■ **Task objective**:
Return every line below exactly as written.

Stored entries

::::::::

#![doc = include_str!("../README.md")]

pub mod buffer;
pub mod config;
pub mod decoder;
pub mod error;
pub mod event;
pub mod extract;
pub mod reply;
pub mod session;

pub use buffer::FrameBuffer;
pub use config::{DONE_SENTINEL, DecoderConfig, Preset, SSE_DATA_PREFIX};
pub use decoder::{Decoder, SessionStats, Step};
pub use error::{PayloadError, TransportError};
pub use event::{Event, EventFilter};
pub use extract::{ExtractFn, FragmentExtractor};
pub use reply::{CollectedReply, FAILURE_NOTICE, Reply};
pub use session::{ReplyEvent, ReplyStream, SessionState, StreamOutcome};

// Re-exported so callers can cancel without a direct tokio-util dependency.
pub use tokio_util::sync::CancellationToken;
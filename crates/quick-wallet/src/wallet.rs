//! Wallet account state.

use alloy_primitives::{Address, U256};

/// A deployed counterfactual wallet.
///
/// The owner identity is baked in at deployment and never changes.
/// `tx_count` is the replay-protection nonce: it starts at zero, advances by
/// exactly one inside the execution unit of every successfully executed
/// authorization, and never moves for a rejected one.
#[derive(Debug, Clone, PartialEq, Eq)]
pub struct WalletAccount {
    owner: Address,
    tx_count: U256,
}

impl WalletAccount {
    pub(crate) const fn new(owner: Address) -> Self {
        Self { owner, tx_count: U256::ZERO }
    }

    /// The immutable owner identity.
    pub const fn owner(&self) -> Address {
        self.owner
    }

    /// The wallet's current nonce.
    pub const fn tx_count(&self) -> U256 {
        self.tx_count
    }

    /// Consumes the current nonce. Called exactly once per executed
    /// authorization, inside its execution unit.
    pub(crate) fn advance_nonce(&mut self) {
        self.tx_count += U256::from(1);
    }
}
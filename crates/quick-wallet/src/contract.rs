//! The opaque-call capability targets expose to the executor.
//!
//! The wallet executor never interprets a target's interface: it forwards
//! calldata bytes together with a native value and observes success or
//! revert. Anything installed in the ledger that wants to react to calls
//! implements [`ContractCode`].

use alloy_primitives::{Address, Bytes, U256};
use core::fmt;

/// The call frame a contract observes.
#[derive(Debug, Clone, Copy, PartialEq, Eq)]
pub struct CallContext {
    /// The account the call originates from.
    pub caller: Address,
    /// The address the contract itself is installed at.
    pub contract: Address,
    /// Native value attached to the call. Already credited to the contract's
    /// balance when `call` runs.
    pub value: U256,
}

/// Result of forwarding calldata to a target.
#[derive(Debug, Clone, PartialEq, Eq)]
pub enum CallOutcome {
    /// The call completed; `output` is the returned data.
    Success {
        /// Returned data
        output: Bytes,
    },
    /// The call reverted; `output` is the revert data.
    Revert {
        /// Revert data
        output: Bytes,
    },
}

impl CallOutcome {
    /// A successful outcome with no return data.
    pub fn empty() -> Self {
        Self::Success { output: Bytes::new() }
    }

    /// Whether the call completed without reverting.
    pub const fn is_success(&self) -> bool {
        matches!(self, Self::Success { .. })
    }
}

/// Executable code installed at a ledger address.
///
/// Implementations own their internal storage; the ledger clones them
/// together with the rest of the state when an execution unit starts, which
/// is what makes unit rollback cover contract storage as well.
pub trait ContractCode: fmt::Debug + Send {
    /// Handles a call forwarded by the ledger.
    fn call(&mut self, ctx: &CallContext, input: &[u8]) -> CallOutcome;

    /// Clones the code including its internal storage.
    fn clone_box(&self) -> Box<dyn ContractCode>;
}

impl Clone for Box<dyn ContractCode> {
    fn clone(&self) -> Self {
        self.clone_box()
    }
}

::::::::

■ **Completed exercise**:
#![doc = include_str!("../README.md")]

pub mod buffer;
pub mod config;
pub mod decoder;
pub mod error;
pub mod event;
pub mod extract;
pub mod reply;
pub mod session;

pub use buffer::FrameBuffer;
pub use config::{DONE_SENTINEL, DecoderConfig, Preset, SSE_DATA_PREFIX};
pub use decoder::{Decoder, SessionStats, Step};
pub use error::{PayloadError, TransportError};
pub use event::{Event, EventFilter};
pub use extract::{ExtractFn, FragmentExtractor};
pub use reply::{CollectedReply, FAILURE_NOTICE, Reply};
pub use session::{ReplyEvent, ReplyStream, SessionState, StreamOutcome};

// Re-exported so callers can cancel without a direct tokio-util dependency.
pub use tokio_util::sync::CancellationToken;
filename crates/quick-wallet/src/wallet.rs
//! Wallet account state.

use alloy_primitives::{Address, U256};

/// A deployed counterfactual wallet.
///
/// The owner identity is baked in at deployment and never changes.
/// `tx_count` is the replay-protection nonce: it starts at zero, advances by
/// exactly one inside the execution unit of every successfully executed
/// authorization, and never moves for a rejected one.
#[derive(Debug, Clone, PartialEq, Eq)]
pub struct WalletAccount {
    owner: Address,
    tx_count: U256,
}

impl WalletAccount {
    pub(crate) const fn new(owner: Address) -> Self {
        Self { owner, tx_count: U256::ZERO }
    }

    /// The immutable owner identity.
    pub const fn owner(&self) -> Address {
        self.owner
    }

    /// The wallet's current nonce.
    pub const fn tx_count(&self) -> U256 {
        self.tx_count
    }

    /// Consumes the current nonce. Called exactly once per executed
    /// authorization, inside its execution unit.
    pub(crate) fn advance_nonce(&mut self) {
        self.tx_count += U256::from(1);
    }
}
filename crates/quick-wallet/src/contract.rs
//! The opaque-call capability targets expose to the executor.
//!
//! The wallet executor never interprets a target's interface: it forwards
//! calldata bytes together with a native value and observes success or
//! revert. Anything installed in the ledger that wants to react to calls
//! implements [`ContractCode`].

use alloy_primitives::{Address, Bytes, U256};
use core::fmt;

/// The call frame a contract observes.
#[derive(Debug, Clone, Copy, PartialEq, Eq)]
pub struct CallContext {
    /// The account the call originates from.
    pub caller: Address,
    /// The address the contract itself is installed at.
    pub contract: Address,
    /// Native value attached to the call. Already credited to the contract's
    /// balance when `call` runs.
    pub value: U256,
}

/// Result of forwarding calldata to a target.
#[derive(Debug, Clone, PartialEq, Eq)]
pub enum CallOutcome {
    /// The call completed; `output` is the returned data.
    Success {
        /// Returned data
        output: Bytes,
    },
    /// The call reverted; `output` is the revert data.
    Revert {
        /// Revert data
        output: Bytes,
    },
}

impl CallOutcome {
    /// A successful outcome with no return data.
    pub fn empty() -> Self {
        Self::Success { output: Bytes::new() }
    }

    /// Whether the call completed without reverting.
    pub const fn is_success(&self) -> bool {
        matches!(self, Self::Success { .. })
    }
}

/// Executable code installed at a ledger address.
///
/// Implementations own their internal storage; the ledger clones them
/// together with the rest of the state when an execution unit starts, which
/// is what makes unit rollback cover contract storage as well.
pub trait ContractCode: fmt::Debug + Send {
    /// Handles a call forwarded by the ledger.
    fn call(&mut self, ctx: &CallContext, input: &[u8]) -> CallOutcome;

    /// Clones the code including its internal storage.
    fn clone_box(&self) -> Box<dyn ContractCode>;
}

impl Clone for Box<dyn ContractCode> {
    fn clone(&self) -> Self {
        self.clone_box()
    }
}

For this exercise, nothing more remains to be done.